Invesco, which holds almost 18 per cent of the stake in ZEEL, raised questions on the Zee- Sony Pictures mergers with a view that the deal will not benefit all the shareholders and is only in the favour of the promoters who defaulted on bank loans. 

Invesco wrote an open letter to ZEEL’s 250,000 shareholders, claiming that the non-binding agreement between ZEE and Sony “gifts” a 2% equity stake to Zee’s promoters under the pretence of a “non-compete,” even though the current MD & CEO of Zee will remain in charge to run merged entity for the next five years.

“This is dilutive to all other shareholders, which we consider unfair. At the very least, we would expect such largesse to be contingent on the MD/CEO leaving said position (thus raising the scenario of “non-compete”) or be structured in the form of time vesting and performance-linked ESOPs, which we as shareholders welcome as a transparent way to reward performance and leadership,” Invesco said.

Invesco, which was dragged to court by ZEEL in the context of calling an EGM “illegal”, said the Zee-Sony announcement mentions that the Zee promoter family can exercise their right to raise their stake from 4% to 20%, without mentioning the “how”.  “‘Will this change the majority control of Sony in the merged entity? Will it involve open market purchases, warrants, or some other financial instrument? If the latter, will be said instruments/warrants to the promoter family be priced to advantage them at the cost of ordinary shareholders?” Invesco asked.

Invesco alleged that there are no defined pointers on how the Zee-Sony merger will be carried out. It said, “We will gladly evaluate the transaction in a constructive spirit if and when additional information is made available. However, we have also noted the timing of this announcement and its non-binding nature. As a result, we currently consider it to be no more than camouflage on the part of Zee to divert and distract from the primary issues before the company.”.

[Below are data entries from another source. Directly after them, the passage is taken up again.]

// In crates/app-config/src/types.rs

use serde::Deserialize;

pub use strategies::types::MACrossoverSettings;

#[derive(Deserialize, Debug, Clone)]
pub struct Settings {
    /// The application's general settings.
    pub app: AppSettings,
    /// Settings for the market-data provider.
    pub provider: ProviderSettings,
    /// Windows for the moving-average crossover.
    #[serde(default)]
    pub strategy: MACrossoverSettings,
}

#[derive(Deserialize, Debug, Clone)]
pub struct AppSettings {
    /// The environment the application is running in (e.g., "development", "production").
    pub environment: String,
    /// The log level for the application.
    pub log_level: String,
}

#[derive(Deserialize, Debug, Clone)]
pub struct ProviderSettings {
    /// Base URL of the chart endpoint; the ticker is appended as a path segment.
    pub base_url: String,
    /// The provider throttles requests without a browser-like user agent.
    pub user_agent: String,
    /// Request timeout handed to the HTTP client. No timeout when unset.
    #[serde(default)]
    pub timeout_secs: Option<u64>,
}
// vsenv-rs: Visual Studio toolchain environment resolver
//
// SPDX-FileCopyrightText: 2026 Romeo Ahmed
// SPDX-License-Identifier: GPL-3.0-or-later

use super::{LogConfig, LogLevel};

#[test]
fn test_log_level_bounds() {
    assert!(LogLevel::new(0).is_ok());
    assert!(LogLevel::new(6).is_ok());
    let err = LogLevel::new(7).unwrap_err();
    insta::assert_snapshot!(err.to_string(), @"invalid value for 'level' in section '[logging]': log level must be 0-6, got 7");

    assert_eq!(LogLevel::from_u8(4), Some(LogLevel::DEBUG));
    assert_eq!(LogLevel::from_u8(9), None);
    assert_eq!(LogLevel::try_from(2u8).map(|l| l.as_u8()).ok(), Some(2));
}

#[test]
fn test_filter_strings() {
    let filters: Vec<String> = (0..=6)
        .filter_map(LogLevel::from_u8)
        .map(|level| format!("{}={}", level.as_u8(), level.to_filter_string()))
        .collect();

    insta::assert_snapshot!(filters.join("\n"), @r"
    0=off
    1=error
    2=warn
    3=info
    4=debug
    5=info,vsenv_rs=trace,vsenv=trace
    6=trace
    ");
}

#[test]
fn test_log_level_serde() {
    let level: LogLevel = serde_json::from_str("5").unwrap();
    assert_eq!(level, LogLevel::TRACE);
    assert_eq!(serde_json::to_string(&LogLevel::WARN).unwrap(), "2");
    assert!(serde_json::from_str::<LogLevel>("12").is_err());
}

#[test]
fn test_log_config_defaults() {
    let config = LogConfig::default();
    assert_eq!(config.console_level(), LogLevel::INFO);
    assert_eq!(config.file_level(), LogLevel::TRACE);
    assert_eq!(config.log_file(), None);
    assert!(!config.show_target());

    let config = LogConfig::builder()
        .with_console_level(LogLevel::WARN)
        .maybe_with_log_file(Some("out/vsenv.log".to_string()))
        .build();
    assert_eq!(config.log_file(), Some("out/vsenv.log"));
    assert_eq!(config.console_level(), LogLevel::WARN);
}
// vsenv-rs: Visual Studio toolchain environment resolver
//
// SPDX-FileCopyrightText: 2026 Romeo Ahmed
// SPDX-License-Identifier: GPL-3.0-or-later

use super::*;
use crate::cli::resolve::VersionArgs;
use crate::core::arch::CanonicalArch;
use crate::core::env::diff::EnvironmentDiff;
use crate::core::process::test_utils::ScriptedRunner;
use crate::core::vs::Installation;
use crate::postprocess::Adjustments;

#[test]
fn test_default_sink() {
    assert_eq!(default_sink(true), SinkKind::Github);
    assert_eq!(default_sink(false), SinkKind::Shell);
}

#[test]
fn test_changed_variables() {
    let mut before = Env::new();
    before.set("PATH", r"C:\Windows");
    before.set("TEMP", r"C:\Temp");

    let mut after = before.clone();
    after.set("PATH", r"C:\VS\bin;C:\Windows");
    after.set("VCINSTALLDIR", r"C:\VS\VC\");

    assert_eq!(
        changed_variables(&before, &after),
        [r"PATH=C:\VS\bin;C:\Windows", r"VCINSTALLDIR=C:\VS\VC\"]
    );
}

#[test]
fn test_diff_report() {
    let mut diff = EnvironmentDiff::default();
    diff.set.insert("LIB".to_string(), r"C:\libs".to_string());
    diff.prepended
        .insert("PATH".to_string(), vec![r"C:\B".to_string()]);

    let resolution = Resolution {
        installation: Installation::new(r"C:\VS"),
        arch: CanonicalArch::X64Arm64,
        diff,
        adjustments: Adjustments {
            toolset: Some("14.38.33130".to_string()),
            path_front: vec![r"C:\VS\bin".to_string()],
            lib_back: Vec::new(),
            variables: vec![("CC".to_string(), "clang-cl".to_string())],
        },
    };

    insta::assert_snapshot!(serde_json::to_string_pretty(&diff_report(&resolution)).unwrap(), @r#"
    {
      "arch": "x64_arm64",
      "installation": "C:\\VS",
      "prepended": {
        "PATH": [
          "C:\\B"
        ]
      },
      "set": {
        "LIB": "C:\\libs"
      },
      "toolchain": {
        "lib_back": [],
        "path_front": [
          "C:\\VS\\bin"
        ],
        "toolset": "14.38.33130",
        "variables": {
          "CC": "clang-cl"
        }
      }
    }
    "#);
}

#[test]
fn test_format_installations() {
    let installations: Vec<VsInstallation> = serde_json::from_str(
        r#"[
            {"instanceId": "a", "installationPath": "C:\\VS\\2022", "installationVersion": "17.14.36915.13", "displayName": "Visual Studio Enterprise 2022"},
            {"instanceId": "b", "installationPath": "C:\\VS\\2019", "installationVersion": "16.11.5.0", "displayName": "Build Tools 2019"}
        ]"#,
    )
    .unwrap();

    insta::assert_snapshot!(format_installations(&installations).join("\n"), @r"
    17.14.36915.13  Visual Studio Enterprise 2022  C:\VS\2022
    16.11.5.0       Build Tools 2019               C:\VS\2019
    ");
}

#[tokio::test]
async fn test_locate_command_uses_configured_vswhere() {
    let dir = tempfile::tempdir().unwrap();
    let vswhere = dir.path().join("vswhere.exe");
    std::fs::write(&vswhere, "").unwrap();

    let mut config = VsenvConfig::default();
    config.locator.vswhere = Some(vswhere.clone());
    config.locator.version = Some("[17.0,18.0)".to_string());

    let runner = ScriptedRunner::replying(0, "C:\\VS\r\n", "");
    let args = LocateArgs {
        version: VersionArgs::default(),
        all: false,
    };

    run_locate_command(&runner, &args, &config).await.unwrap();

    let calls = runner.calls();
    assert_eq!(calls.len(), 1);
    assert_eq!(calls[0].program, vswhere);
    assert!(calls[0].args.contains(&"[17.0,18.0)".to_string()));
}

#[tokio::test]
async fn test_diff_command_rejects_unknown_arch() {
    let runner = ScriptedRunner::replying(0, "", "");
    let args = DiffArgs {
        arch: "sparc".to_string(),
        version: VersionArgs::default(),
    };

    let err = run_diff_command(&runner, &args, &VsenvConfig::default())
        .await
        .unwrap_err();

    assert_eq!(err.to_string(), "unsupported architecture: 'sparc'");
    assert!(runner.calls().is_empty());
}
// vsenv-rs: Visual Studio toolchain environment resolver
//
// SPDX-FileCopyrightText: 2026 Romeo Ahmed
// SPDX-License-Identifier: GPL-3.0-or-later

//! Core modules for toolchain discovery and environment capture.
//!
//! ```text
//!                    core
//!                     |
//!     +-------+-------+-------+---------+
//!     |       |       |       |         |
//!     v       v       v       v         v
//!   arch     vs    vcvars    env     process
//!     |       |       |       |         |
//!  normalize vswhere  .bat   Env     Builder
//!  Canonical Install  cmd    diff    CommandRunner
//! ```
//!
//! Nothing here is Windows-only at compile time; the Windows tools are
//! reached through [`process::CommandRunner`].

pub mod arch;
pub mod env;
pub mod process;
pub mod vcvars;
pub mod vs;
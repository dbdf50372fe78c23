// vsenv-rs: Visual Studio toolchain environment resolver
//
// SPDX-FileCopyrightText: 2026 Romeo Ahmed
// SPDX-License-Identifier: GPL-3.0-or-later

//! Configuration sections.
//!
//! ```text
//! VsenvConfig
//!   locator      vswhere override, products, requires, version, timeout
//!   script       setup script path, timeout, output encoding, scratch dir
//!   env          path-like variable names
//!   postprocess  toolchain flavor, LLVM root
//!   logging      console/file levels, log file
//! ```

use serde::{Deserialize, Serialize};
use std::path::PathBuf;
use std::time::Duration;

use crate::core::env::diff::DEFAULT_PATH_VARIABLES;
use crate::core::vcvars::DEFAULT_SCRIPT_TIMEOUT;
use crate::core::vs::{DEFAULT_PRODUCTS, DEFAULT_REQUIRES, ToolchainConstraint};
use crate::error::ConfigError;
use crate::logging::LogLevel;
use crate::postprocess::{DEFAULT_LLVM_ROOT, Toolchain};
use crate::utility::encoding::Encoding;

/// Default wall-clock limit for vswhere.
pub const DEFAULT_LOCATOR_TIMEOUT_SECS: u64 = 60;

/// `[locator]`: how installations are discovered.
#[derive(Debug, Clone, PartialEq, Eq, Serialize, Deserialize)]
#[serde(default, deny_unknown_fields)]
pub struct LocatorConfig {
    /// Explicit `vswhere.exe` path, tried before the standard locations.
    pub vswhere: Option<PathBuf>,
    /// vswhere `-products` pattern.
    pub products: String,
    /// vswhere `-requires` component ids.
    pub requires: Vec<String>,
    /// vswhere `-version` range.
    pub version: Option<String>,
    pub timeout_secs: u64,
}

impl Default for LocatorConfig {
    fn default() -> Self {
        Self {
            vswhere: None,
            products: DEFAULT_PRODUCTS.to_string(),
            requires: vec![DEFAULT_REQUIRES.to_string()],
            version: None,
            timeout_secs: DEFAULT_LOCATOR_TIMEOUT_SECS,
        }
    }
}

impl LocatorConfig {
    #[must_use]
    pub fn constraint(&self) -> ToolchainConstraint {
        ToolchainConstraint::builder()
            .with_products(self.products.clone())
            .with_requires(self.requires.clone())
            .maybe_with_version(self.version.clone())
            .build()
    }

    #[must_use]
    pub const fn timeout(&self) -> Duration {
        Duration::from_secs(self.timeout_secs)
    }
}

/// `[script]`: how the setup script is run.
#[derive(Debug, Clone, PartialEq, Eq, Serialize, Deserialize)]
#[serde(default, deny_unknown_fields)]
pub struct ScriptConfig {
    /// Script path relative to the installation root.
    pub relative_path: Option<PathBuf>,
    pub timeout_secs: u64,
    /// Encoding of `cmd.exe` output.
    pub encoding: Encoding,
    /// Directory for the disposable batch file.
    pub dir: Option<PathBuf>,
}

impl Default for ScriptConfig {
    fn default() -> Self {
        Self {
            relative_path: None,
            timeout_secs: DEFAULT_SCRIPT_TIMEOUT.as_secs(),
            encoding: Encoding::Utf8,
            dir: None,
        }
    }
}

impl ScriptConfig {
    #[must_use]
    pub const fn timeout(&self) -> Duration {
        Duration::from_secs(self.timeout_secs)
    }
}

/// `[env]`: diff behavior.
#[derive(Debug, Clone, PartialEq, Eq, Serialize, Deserialize)]
#[serde(default, deny_unknown_fields)]
pub struct EnvConfig {
    /// Variables treated as `;`-separated path lists.
    pub path_variables: Vec<String>,
}

impl Default for EnvConfig {
    fn default() -> Self {
        Self {
            path_variables: DEFAULT_PATH_VARIABLES
                .iter()
                .map(ToString::to_string)
                .collect(),
        }
    }
}

/// `[postprocess]`: toolchain adjustments.
#[derive(Debug, Clone, PartialEq, Eq, Serialize, Deserialize)]
#[serde(default, deny_unknown_fields)]
pub struct PostprocessConfig {
    pub toolchain: Toolchain,
    pub llvm_root: PathBuf,
}

impl Default for PostprocessConfig {
    fn default() -> Self {
        Self {
            toolchain: Toolchain::default(),
            llvm_root: PathBuf::from(DEFAULT_LLVM_ROOT),
        }
    }
}

/// `[logging]`: defaults for the `--log-*` flags.
#[derive(Debug, Clone, PartialEq, Eq, Serialize, Deserialize)]
#[serde(default, deny_unknown_fields)]
pub struct LoggingConfig {
    /// Console log level (0-6).
    pub level: LogLevel,
    /// File log level (0-6).
    pub file_level: LogLevel,
    /// Log file; no file logging when unset.
    pub file: Option<PathBuf>,
}

impl Default for LoggingConfig {
    fn default() -> Self {
        Self {
            level: LogLevel::INFO,
            file_level: LogLevel::TRACE,
            file: None,
        }
    }
}

/// Rejects values serde accepts but the pipeline cannot use.
///
/// # Errors
///
/// Returns [`ConfigError::InvalidValue`] naming the first offending key.
pub fn validate(
    locator: &LocatorConfig,
    script: &ScriptConfig,
    env: &EnvConfig,
) -> std::result::Result<(), ConfigError> {
    let invalid = |section: &str, key: &str, message: &str| ConfigError::InvalidValue {
        section: section.to_string(),
        key: key.to_string(),
        message: message.to_string(),
    };

    if locator.timeout_secs == 0 {
        return Err(invalid("locator", "timeout_secs", "must be greater than 0"));
    }
    if locator.products.trim().is_empty() {
        return Err(invalid("locator", "products", "must not be empty"));
    }
    if script.timeout_secs == 0 {
        return Err(invalid("script", "timeout_secs", "must be greater than 0"));
    }
    if env.path_variables.iter().any(|name| name.trim().is_empty()) {
        return Err(invalid("env", "path_variables", "names must not be empty"));
    }
    Ok(())
}
// vsenv-rs: Visual Studio toolchain environment resolver
//
// SPDX-FileCopyrightText: 2026 Romeo Ahmed
// SPDX-License-Identifier: GPL-3.0-or-later

//! Library root.
//!
//! # Crate Architecture
//!
//! ```text
//!                        main.rs
//!                           |
//!                +----------+----------+
//!                v                     v
//!             cli (clap)          cmd (handlers)
//!                |           apply / locate / diff
//!                +----------+----------+
//!                           v
//!              ,---------------------------,
//!              |          config           |
//!              |   TOML, layered settings  |
//!              '-------------+-------------'
//!                            v
//!                        pipeline
//!      normalize -> locate -> extract -> plan -> apply
//!                            |
//!              +-------------+-------------+
//!              v             v             v
//!        postprocess       apply         sink
//!       msvc/clang-cl    diff merge   github/shell
//!
//!   +-----------------------------------------+
//!   |  core   arch, process, env, vcvars, vs  |
//!   +-----------------------------------------+
//!   |  foundation   error, logging, utility   |
//!   +-----------------------------------------+
//! ```

pub mod apply;
pub mod cli;
pub mod cmd;
pub mod config;
pub mod core;
pub mod error;
pub mod logging;
pub mod pipeline;
pub mod postprocess;
pub mod sink;
pub mod utility;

Since their EGM requisition in September, Invesco said it has seen the odd spectacle of Zee’s management,  with the support of its Board, going to tremendous efforts to deny regular shareholders what Indian law considers a statutory right. “These actions, ostensibly in the “best interests of all shareholders,” as Zee’s communications claim, are indicative of a management team that prioritises self-interest over the institution it leads, its employees, and all other shareholders, as well as a Board whose permissive culture has enabled this behaviour and its consequences,” Invesco said.

“This is precisely why we believe Zee’s Board needs to be strengthened with independent directors who take their jobs seriously, who robustly debate vital decisions and who serve as guardians of all shareholder interests,” the fund said, urging for an EGM.

“As long-term investors and stewards of investor capital, the Invesco Developing Markets team takes its fiduciary duty very seriously and is committed to acting in the best interest of clients and shareholders,” said Justin Leverenz, Chief Investment Officer, Developing Markets Equities at Invesco

“We have been a significant shareholder in Zee Entertainment Enterprises for over a decade. The depth of talent within Zee gives us the conviction that if the company were properly managed, it has the potential for tremendous growth and success. “We are disappointed that the leadership of Zee has resorted to a reckless public relations campaign in response to the overwhelming demand from shareholders for leadership changes at Zee,” Leverenz added. “These actions and rhetoric are aimed at avoiding true accountability for the governance lapses and shareholder value destruction that the current leadership and Board have presided over. We are calling on Zee shareholders to join us in asking why the founding family, which holds under 4% of the company’s shares, should benefit at the expense of the investors who hold the remaining 96%,” it said. 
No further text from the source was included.